Ajeet Gajra, Stephen Graziano

Veterans Administration Medical Center, Syracuse, NY

We are appreciative of Dr Lawrence’s insightful comment on our article published in the March 15, 2003, issue of the Journal of Clinical Oncology. Dr Lawrence appropriately points out the potential therapeutic value of removal of mediastinal lymph nodes in the treatment of early-stage non–small-cell lung cancer (NSCLC). Based on his review of literature in prostate, cervical, and vulvar cancer, and as reviewed extensively in her editorial by Dr Sigurdson1 using breast cancer as a model, local nodal treatment with surgery and/or radiation therapy does correlate with improved locoregional control in a variety of epithelial malignancies and often translates to improved survival.

With the information obtained from the aforementioned study, given its retrospective nature, nonhomogenous surgical treatment, and a wide temporal spread of patients, we are not able to demonstrate the therapeutic value of mediastinal lymph node dissection (MLND). When we compared patients treated with systematic sampling and those with MLND, no significant difference was noted in terms of survival between those groups, though the MLND group had a greater number of lymph nodes removed.
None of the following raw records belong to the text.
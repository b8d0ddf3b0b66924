//! User service implementation
//!
//! Registration, access checks, role management and blocking.

use std::collections::HashSet;
use chrono::Utc;
use tracing::{debug, info, warn};
use crate::config::settings::Settings;
use crate::database::DatabaseService;
use crate::models::user::{Role, User, UserStats};
use crate::services::cache::{CacheScope, CacheService};
use crate::services::panel::Provisioner;
use crate::utils::errors::{BotError, Result};
use crate::utils::logging::{log_admin_action, log_user_action};

#[derive(Clone)]
pub struct UserService {
    db: DatabaseService,
    cache: CacheService,
    provisioner: Provisioner,
    config_admins: HashSet<i64>,
}

impl UserService {
    pub fn new(db: DatabaseService, cache: CacheService, provisioner: Provisioner, settings: &Settings) -> Self {
        Self {
            db,
            cache,
            provisioner,
            config_admins: settings.bot.admin_ids.iter().copied().collect(),
        }
    }

    /// Register a user on first contact, refreshing profile names otherwise
    pub async fn register(&self, telegram_id: i64, username: Option<String>, first_name: Option<String>) -> Result<User> {
        let user = self.db.get_or_create_user(telegram_id, username, first_name).await?;
        if user.created_at == user.updated_at {
            log_user_action(telegram_id, "registered", None);
        }
        self.cache.set(CacheScope::Profile, &telegram_id.to_string(), &user).await;
        Ok(user)
    }

    /// Role including config-level admins, who are always `Admin`
    pub fn effective_role(&self, user: &User) -> Role {
        if self.config_admins.contains(&user.telegram_id) {
            Role::Admin
        } else {
            user.role
        }
    }

    pub async fn find(&self, telegram_id: i64) -> Result<Option<User>> {
        if let Some(user) = self.cache.get::<User>(CacheScope::Profile, &telegram_id.to_string()).await {
            return Ok(Some(user));
        }

        let user = self.db.users.find_by_telegram_id(telegram_id).await?;
        if let Some(user) = &user {
            self.cache.set(CacheScope::Profile, &telegram_id.to_string(), user).await;
        }
        Ok(user)
    }

    /// Drop cached views of a user after a store write
    pub async fn invalidate(&self, telegram_id: i64) {
        self.cache.invalidate_user(telegram_id).await;
    }

    /// Fetch a registered user straight from the store
    pub async fn get_fresh(&self, telegram_id: i64) -> Result<User> {
        self.db
            .users
            .find_by_telegram_id(telegram_id)
            .await?
            .ok_or(BotError::UserNotFound { telegram_id })
    }

    /// The user, provided they are registered and not blocked
    pub async fn ensure_active(&self, telegram_id: i64) -> Result<User> {
        let user = self.find(telegram_id).await?.ok_or(BotError::UserNotFound { telegram_id })?;
        if user.is_blocked {
            debug!(telegram_id, "Blocked user rejected");
            return Err(BotError::UserBlocked { telegram_id });
        }
        Ok(user)
    }

    /// The user, provided they are active and hold at least `role`
    pub async fn require_role(&self, telegram_id: i64, role: Role) -> Result<User> {
        let user = self.ensure_active(telegram_id).await?;
        if self.effective_role(&user) < role {
            warn!(telegram_id, required = %role, "Permission denied");
            return Err(BotError::PermissionDenied(format!("{} role required", role)));
        }
        Ok(user)
    }

    pub async fn set_role(&self, actor_telegram_id: i64, target_telegram_id: i64, role: Role) -> Result<User> {
        self.require_role(actor_telegram_id, Role::Admin).await?;

        let user = self
            .db
            .users
            .set_role(target_telegram_id, role)
            .await?
            .ok_or(BotError::UserNotFound { telegram_id: target_telegram_id })?;

        self.cache.invalidate_user(target_telegram_id).await;
        log_admin_action(actor_telegram_id, "set_role", Some(&target_telegram_id.to_string()), Some(role.as_str()));
        Ok(user)
    }

    /// Block or unblock a user; the panel account follows best effort
    pub async fn set_blocked(&self, actor_telegram_id: i64, target_telegram_id: i64, blocked: bool) -> Result<User> {
        let actor = self.require_role(actor_telegram_id, Role::Manager).await?;
        if actor.telegram_id == target_telegram_id {
            return Err(BotError::Validation("You cannot block yourself.".to_string()));
        }
        if blocked && self.config_admins.contains(&target_telegram_id) {
            return Err(BotError::PermissionDenied("configured admins cannot be blocked".to_string()));
        }

        let user = self
            .db
            .users
            .set_blocked(target_telegram_id, blocked)
            .await?
            .ok_or(BotError::UserNotFound { telegram_id: target_telegram_id })?;

        self.cache.invalidate_user(target_telegram_id).await;
        log_admin_action(
            actor_telegram_id,
            if blocked { "block" } else { "unblock" },
            Some(&target_telegram_id.to_string()),
            None,
        );

        let panel_result = if blocked {
            self.provisioner.revoke(&user).await
        } else {
            self.provisioner.sync_user(&user).await.map(|_| ())
        };
        if let Err(e) = panel_result {
            warn!(telegram_id = target_telegram_id, error = %e, "Panel update after block change deferred");
        }

        info!(telegram_id = target_telegram_id, blocked, "User block state changed");
        Ok(user)
    }

    pub async fn stats(&self, actor_telegram_id: i64) -> Result<UserStats> {
        self.require_role(actor_telegram_id, Role::Manager).await?;
        self.db.users.stats(Utc::now()).await
    }
}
We did suggest in our discussion that removal of a greater number of lymph nodes may offer a therapeutic advantage, but it is our opinion that appropriate tumor upstaging ("Will Rogers effect") is a more likely explanation.

To convincingly demonstrate therapeutic value of lymphadenectomy, we should be able to demonstrate the following: (1) micrometastases exist in the draining lymph nodes that are not detected by standard histopathologic methods; (2) the presence of such micrometastases is associated with a higher tumor recurrence at least at the locoregional level; and (3) appropriate treatment of lymph nodes reduces disease recurrence rates and improves survival.
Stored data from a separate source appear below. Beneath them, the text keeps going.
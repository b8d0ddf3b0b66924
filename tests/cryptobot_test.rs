//! CryptoBot checkout and polling against a mock Crypto Pay API

mod helpers;

use assert_matches::assert_matches;
use helpers::*;
use hiddify_bot::models::payment::{PaymentProvider, PaymentStatus};
use hiddify_bot::BotError;
use serde_json::json;
use serial_test::serial;
use wiremock::matchers::{body_partial_json, header, method, path};
use wiremock::{Mock, MockServer, ResponseTemplate};

async fn start_with_cryptobot(server: &MockServer) -> TestContext {
    TestContext::start_with_config(TestConfig {
        cryptobot_api_url: Some(server.uri()),
        ..Default::default()
    })
    .await
}

async fn mock_invoice_created(server: &MockServer) {
    Mock::given(method("POST"))
        .and(path("/createInvoice"))
        .and(header("Crypto-Pay-API-Token", "test-crypto-token"))
        .and(body_partial_json(json!({ "currency_type": "fiat", "fiat": "USD", "amount": "10.00" })))
        .respond_with(ResponseTemplate::new(200).set_body_json(json!({
            "ok": true,
            "result": {
                "invoice_id": 4242,
                "status": "active",
                "bot_invoice_url": "https://t.me/CryptoBot?start=IV4242"
            }
        })))
        .mount(server)
        .await;
}

async fn mock_invoice_status(server: &MockServer, status: &str) {
    mock_invoice_report(server, status, "10.00").await;
}

async fn mock_invoice_report(server: &MockServer, status: &str, amount: &str) {
    Mock::given(method("POST"))
        .and(path("/getInvoices"))
        .and(body_partial_json(json!({ "invoice_ids": "4242" })))
        .respond_with(ResponseTemplate::new(200).set_body_json(json!({
            "ok": true,
            "result": { "items": [{ "invoice_id": 4242, "status": status, "amount": amount }] }
        })))
        .mount(server)
        .await;
}

#[tokio::test]
#[serial]
async fn test_checkout_creates_invoice_and_polling_settles() {
    let server = MockServer::start().await;
    let ctx = start_with_cryptobot(&server).await;
    seed_user(&ctx, 100).await;
    mock_invoice_created(&server).await;
    let payments = &ctx.services.payment_service;

    let checkout = payments
        .create_checkout(100, "monthly", PaymentProvider::CryptoBot, None)
        .await
        .unwrap();
    assert_eq!(checkout.payment.provider_payment_id, "4242");
    assert_eq!(checkout.payment.amount, usd(1000));
    assert_eq!(checkout.invoice_url.as_deref(), Some("https://t.me/CryptoBot?start=IV4242"));
    assert!(checkout.settled.is_none());

    mock_invoice_status(&server, "paid").await;
    let outcome = payments.check_payment(100, checkout.payment.id).await.unwrap();
    assert_eq!(outcome.payment.status, PaymentStatus::Completed);
    assert!(!outcome.replayed);
    assert!(outcome.expires_at.is_some());

    let again = payments.check_payment(100, checkout.payment.id).await.unwrap();
    assert!(again.replayed);
    assert_eq!(again.expires_at, outcome.expires_at);
}

#[tokio::test]
#[serial]
async fn test_unpaid_invoice_leaves_payment_pending() {
    let server = MockServer::start().await;
    let ctx = start_with_cryptobot(&server).await;
    seed_user(&ctx, 100).await;
    seed_user(&ctx, 200).await;
    mock_invoice_created(&server).await;
    mock_invoice_status(&server, "active").await;
    let payments = &ctx.services.payment_service;

    let checkout = payments
        .create_checkout(100, "monthly", PaymentProvider::CryptoBot, None)
        .await
        .unwrap();

    let outcome = payments.check_payment(100, checkout.payment.id).await.unwrap();
    assert_eq!(outcome.payment.status, PaymentStatus::Pending);
    assert!(outcome.expires_at.is_none());

    // someone else's payment looks missing
    assert_matches!(
        payments.check_payment(200, checkout.payment.id).await,
        Err(BotError::NotFound { .. })
    );
}

#[tokio::test]
#[serial]
async fn test_api_error_is_provider_unavailable() {
    let server = MockServer::start().await;
    let ctx = start_with_cryptobot(&server).await;
    seed_user(&ctx, 100).await;
    Mock::given(method("POST"))
        .and(path("/createInvoice"))
        .respond_with(ResponseTemplate::new(400).set_body_json(json!({
            "ok": false,
            "error": { "code": 400, "name": "AMOUNT_TOO_SMALL" }
        })))
        .mount(&server)
        .await;

    assert_matches!(
        ctx.services
            .payment_service
            .create_checkout(100, "monthly", PaymentProvider::CryptoBot, None)
            .await,
        Err(BotError::ProviderUnavailable(message)) if message.contains("AMOUNT_TOO_SMALL")
    );
    assert_eq!(ctx.database.count_records("payments").await.unwrap(), 0);
}

#[tokio::test]
#[serial]
async fn test_paid_invoice_with_unreadable_amount_is_not_settled() {
    let server = MockServer::start().await;
    let ctx = start_with_cryptobot(&server).await;
    seed_user(&ctx, 100).await;
    mock_invoice_created(&server).await;
    mock_invoice_report(&server, "paid", "ten dollars").await;
    let payments = &ctx.services.payment_service;

    let checkout = payments
        .create_checkout(100, "monthly", PaymentProvider::CryptoBot, None)
        .await
        .unwrap();

    assert_matches!(
        payments.check_payment(100, checkout.payment.id).await,
        Err(BotError::ProviderUnavailable(message)) if message.contains("ten dollars")
    );
    let stored = ctx.db().payments.find_by_id(checkout.payment.id).await.unwrap().unwrap();
    assert_eq!(stored.status, PaymentStatus::Pending);
    assert!(ctx.sink.events().is_empty());
}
In this regard, Dr Lawrence’s review of the literature instructive. The Gynecologic Oncology Group-037 trial concluded that "the addition of adjunctive groin and pelvic irradiation therapy after radical vulvectomy and inguinal lymphadenectomy proved superior to pelvic node resection"2. In this study, all patients underwent inguinal lymphadenectomy, but pelvic radiation did seem to confer additional benefit after inguinal lymphadenectomy. This suggested that despite lymphadenectomy, there was possibly residual disease that was responsive to the radiation therapy.
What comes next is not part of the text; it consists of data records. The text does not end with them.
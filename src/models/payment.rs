//! Payment model

use std::fmt;
use std::str::FromStr;
use serde::{Deserialize, Serialize};
use chrono::{DateTime, Utc};
use rust_decimal::Decimal;
use sqlx::FromRow;

#[derive(Debug, Clone, Copy, PartialEq, Eq, Hash, Serialize, Deserialize, sqlx::Type)]
#[sqlx(type_name = "payment_provider", rename_all = "snake_case")]
#[serde(rename_all = "snake_case")]
pub enum PaymentProvider {
    #[sqlx(rename = "cryptobot")]
    #[serde(rename = "cryptobot")]
    CryptoBot,
    TelegramStars,
    #[sqlx(rename = "yoomoney")]
    #[serde(rename = "yoomoney")]
    YooMoney,
    Promo,
    /// Deprecated; kept so historical rows still decode
    Stripe,
}

impl PaymentProvider {
    pub const ALL: [PaymentProvider; 5] = [
        PaymentProvider::CryptoBot,
        PaymentProvider::TelegramStars,
        PaymentProvider::YooMoney,
        PaymentProvider::Promo,
        PaymentProvider::Stripe,
    ];

    pub fn as_str(self) -> &'static str {
        match self {
            PaymentProvider::CryptoBot => "cryptobot",
            PaymentProvider::TelegramStars => "telegram_stars",
            PaymentProvider::YooMoney => "yoomoney",
            PaymentProvider::Promo => "promo",
            PaymentProvider::Stripe => "stripe",
        }
    }
}

impl fmt::Display for PaymentProvider {
    fn fmt(&self, f: &mut fmt::Formatter<'_>) -> fmt::Result {
        f.write_str(self.as_str())
    }
}

impl FromStr for PaymentProvider {
    type Err = String;

    fn from_str(s: &str) -> Result<Self, Self::Err> {
        match s.to_lowercase().as_str() {
            "cryptobot" | "crypto" => Ok(PaymentProvider::CryptoBot),
            "telegram_stars" | "stars" => Ok(PaymentProvider::TelegramStars),
            "yoomoney" => Ok(PaymentProvider::YooMoney),
            "promo" => Ok(PaymentProvider::Promo),
            "stripe" => Ok(PaymentProvider::Stripe),
            other => Err(format!("unknown payment provider: {}", other)),
        }
    }
}

#[derive(Debug, Clone, Copy, PartialEq, Eq, Hash, Serialize, Deserialize, sqlx::Type)]
#[sqlx(type_name = "payment_status", rename_all = "lowercase")]
#[serde(rename_all = "lowercase")]
pub enum PaymentStatus {
    Pending,
    Completed,
    Failed,
    Refunded,
    Cancelled,
    Expired,
}

impl PaymentStatus {
    /// Terminal statuses are never re-applied
    pub fn is_terminal(self) -> bool {
        !matches!(self, PaymentStatus::Pending)
    }

    pub fn is_success(self) -> bool {
        matches!(self, PaymentStatus::Completed)
    }

    pub fn as_str(self) -> &'static str {
        match self {
            PaymentStatus::Pending => "pending",
            PaymentStatus::Completed => "completed",
            PaymentStatus::Failed => "failed",
            PaymentStatus::Refunded => "refunded",
            PaymentStatus::Cancelled => "cancelled",
            PaymentStatus::Expired => "expired",
        }
    }
}

impl fmt::Display for PaymentStatus {
    fn fmt(&self, f: &mut fmt::Formatter<'_>) -> fmt::Result {
        f.write_str(self.as_str())
    }
}

#[derive(Debug, Clone, Serialize, Deserialize, FromRow)]
pub struct Payment {
    pub id: i64,
    pub user_id: i64,
    pub provider: PaymentProvider,
    pub provider_payment_id: String,
    pub amount: Decimal,
    pub original_amount: Decimal,
    pub discount_amount: Decimal,
    pub currency: String,
    pub status: PaymentStatus,
    pub plan_code: String,
    pub duration_days: i32,
    pub data_limit_bytes: i64,
    pub promo_code_id: Option<i64>,
    pub promo_code: Option<String>,
    pub referral_id: Option<i64>,
    pub commission_amount: Option<Decimal>,
    /// Provider's own charge reference, kept for refunds (Stars `telegram_payment_charge_id`)
    pub provider_charge_id: Option<String>,
    pub completed_at: Option<DateTime<Utc>>,
    pub created_at: DateTime<Utc>,
    pub updated_at: DateTime<Utc>,
}

/// Fields for a new pending payment; the plan is snapshotted at checkout
#[derive(Debug, Clone)]
pub struct NewPayment {
    pub user_id: i64,
    pub provider: PaymentProvider,
    pub provider_payment_id: String,
    pub amount: Decimal,
    pub original_amount: Decimal,
    pub discount_amount: Decimal,
    pub currency: String,
    pub plan_code: String,
    pub duration_days: i32,
    pub data_limit_bytes: i64,
    pub promo_code_id: Option<i64>,
    pub promo_code: Option<String>,
    pub referral_id: Option<i64>,
}

/// Result of feeding a provider event into reconciliation
#[derive(Debug, Clone)]
pub struct ReconcileOutcome {
    pub payment: Payment,
    /// Entitlement expiry after the payment was applied, for completed payments
    pub expires_at: Option<DateTime<Utc>>,
    /// True when the stored status was already terminal and nothing was applied
    pub replayed: bool,
    /// True when the panel could not be updated and a resync is queued
    pub provisioning_deferred: bool,
}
Similarly, in the Gynecologic Oncology Group 092 trial, selected patients with stage IB cervical carcinoma who were treated with radical hysterectomy and pelvic lymphadenectomy were randomized to pelvic radiation therapy versus no further therapy. Adjuvant pelvic radiotherapy reduced the recurrences in this group of patients (88% v 79% recurrence-free survival at 2 years).3 Considering that all patients in this trial underwent pelvic lymphadenectomy, this study again indicates that radiation therapy adds to disease response despite adequate surgical therapy. This would suggest that lymphadenectomy, in and of itself, is not therapeutic in all patients. Similarly, the research quoted in prostate cancer suggests that adjuvant radiation therapy is superior to salvage radiation therapy. However, with the exception of one,4 all are retrospective series with the number of patients ranging from 61 to 146 participants, and all are based on a single institution’s experience. Data from prospective randomized trials are lacking in this area.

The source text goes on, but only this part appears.